As I’ve pointed out in various places (including my 10 things you need to know about Interactive PDF title at lynda.com), you cannot make a navigation button that takes you to directly to a specific page… like “go to page 13.” Acrobat, for whatever reason, can’t deal with such clear communication. (This does work if you’re exporting to SWF, by the way; just not PDF.) So instead you have to first create a text anchor, then navigate to that.

Unfortunately, the path to making a text anchor is not a happy carefree one. First of all, you need to find the New Hyperlink Destination feature in the Hyperlinks panel flyout menu, then… well, believe me, it’s a pain in the neck.

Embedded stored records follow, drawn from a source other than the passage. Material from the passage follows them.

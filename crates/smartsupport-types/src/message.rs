//! Conversation message and tool-call types.
//!
//! A [`Message`] is created by the session store when the user submits input
//! or when a backend reply arrives, and is never mutated afterwards.

use chrono::{DateTime, Utc};
use serde::{Deserialize, Serialize};
use serde_json::{Map, Value};
use uuid::Uuid;

use std::fmt;
use std::str::FromStr;

/// Role of a message in the conversation.
#[derive(Debug, Clone, Copy, PartialEq, Eq, Serialize, Deserialize)]
#[serde(rename_all = "lowercase")]
pub enum MessageRole {
    System,
    User,
    Assistant,
}

impl fmt::Display for MessageRole {
    fn fmt(&self, f: &mut fmt::Formatter<'_>) -> fmt::Result {
        match self {
            MessageRole::System => write!(f, "system"),
            MessageRole::User => write!(f, "user"),
            MessageRole::Assistant => write!(f, "assistant"),
        }
    }
}

impl FromStr for MessageRole {
    type Err = String;

    fn from_str(s: &str) -> Result<Self, Self::Err> {
        match s.to_lowercase().as_str() {
            "system" => Ok(MessageRole::System),
            "user" => Ok(MessageRole::User),
            "assistant" => Ok(MessageRole::Assistant),
            other => Err(format!("invalid message role: '{other}'")),
        }
    }
}

/// A structured side effect the backend reports having performed.
///
/// `result` is duck-typed: it usually carries a boolean-ish `success` and an
/// optional human-readable `message`, but neither is guaranteed.
#[derive(Debug, Clone, PartialEq, Serialize, Deserialize)]
pub struct ToolCall {
    pub tool: String,
    #[serde(default)]
    pub arguments: Map<String, Value>,
    #[serde(default)]
    pub result: Map<String, Value>,
}

/// Outcome of a tool call as far as the client can tell.
#[derive(Debug, Clone, Copy, PartialEq, Eq, Serialize, Deserialize)]
#[serde(rename_all = "lowercase")]
pub enum ToolOutcome {
    Succeeded,
    Failed,
    Unknown,
}

impl fmt::Display for ToolOutcome {
    fn fmt(&self, f: &mut fmt::Formatter<'_>) -> fmt::Result {
        match self {
            ToolOutcome::Succeeded => write!(f, "succeeded"),
            ToolOutcome::Failed => write!(f, "failed"),
            ToolOutcome::Unknown => write!(f, "unknown"),
        }
    }
}

impl ToolCall {
    /// Interpret the `success` field of the result.
    ///
    /// Accepts booleans, `"true"`/`"false"` strings and numbers (non-zero is
    /// success). Anything else, including a missing field, is `Unknown`.
    pub fn outcome(&self) -> ToolOutcome {
        match self.result.get("success") {
            Some(Value::Bool(true)) => ToolOutcome::Succeeded,
            Some(Value::Bool(false)) => ToolOutcome::Failed,
            Some(Value::String(s)) => match s.trim().to_lowercase().as_str() {
                "true" => ToolOutcome::Succeeded,
                "false" => ToolOutcome::Failed,
                _ => ToolOutcome::Unknown,
            },
            Some(Value::Number(n)) => match n.as_f64() {
                Some(v) if v != 0.0 => ToolOutcome::Succeeded,
                Some(_) => ToolOutcome::Failed,
                None => ToolOutcome::Unknown,
            },
            _ => ToolOutcome::Unknown,
        }
    }

    /// The human-readable `message` field of the result, if it is a string.
    pub fn result_message(&self) -> Option<&str> {
        self.result.get("message").and_then(Value::as_str)
    }
}

/// A single message in the conversation history.
#[derive(Debug, Clone, PartialEq, Serialize, Deserialize)]
pub struct Message {
    /// Opaque id, unique within a session.
    pub id: String,
    pub role: MessageRole,
    pub content: String,
    pub timestamp: DateTime<Utc>,
    /// Tool calls reported alongside an assistant reply (empty otherwise).
    #[serde(default, skip_serializing_if = "Vec::is_empty")]
    pub tool_calls: Vec<ToolCall>,
}

impl Message {
    /// Create a user message stamped with a fresh id and the current time.
    pub fn user(content: impl Into<String>) -> Self {
        Self::new(MessageRole::User, content.into(), Vec::new())
    }

    /// Create an assistant message carrying the reply's tool calls.
    pub fn assistant(content: impl Into<String>, tool_calls: Vec<ToolCall>) -> Self {
        Self::new(MessageRole::Assistant, content.into(), tool_calls)
    }

    fn new(role: MessageRole, content: String, tool_calls: Vec<ToolCall>) -> Self {
        Self {
            id: Uuid::now_v7().to_string(),
            role,
            content,
            timestamp: Utc::now(),
            tool_calls,
        }
    }
}

/// Role and content of a message, the only fields sent to the backend.
#[derive(Debug, Clone, PartialEq, Eq, Serialize, Deserialize)]
pub struct HistoryEntry {
    pub role: MessageRole,
    pub content: String,
}

impl From<&Message> for HistoryEntry {
    fn from(message: &Message) -> Self {
        Self {
            role: message.role,
            content: message.content.clone(),
        }
    }
}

So, imagine my surprise when Anne-Marie started talking about the little anchor icon in the Bookmarks panel. I had never seen that icon there because I had never made a bookmark with text selected! But if you do select text before creating a new bookmark (by clicking the New Bookmark button in that panel), you get a bookmark and a text anchor. It’s so easy! InDesign even highlights the bookmark name so you can rename it:

Once you have the anchor in the Bookmarks panel, you can point to it from the Buttons panel:

I love the speed and ease of this method of creating text anchors. There is only one problem that I can think of: The anchors show up in the Bookmarks pane in Acrobat (if someone opens that pane there). The solution: Leave the Bookmarks checkbox off in the export PDF dialog box. You still get the anchors, but no bookmarks. Now, if you want some bookmarks but not these text anchors? Hm. Well, I guess you could go back to the old hyperlink destination method… sigh.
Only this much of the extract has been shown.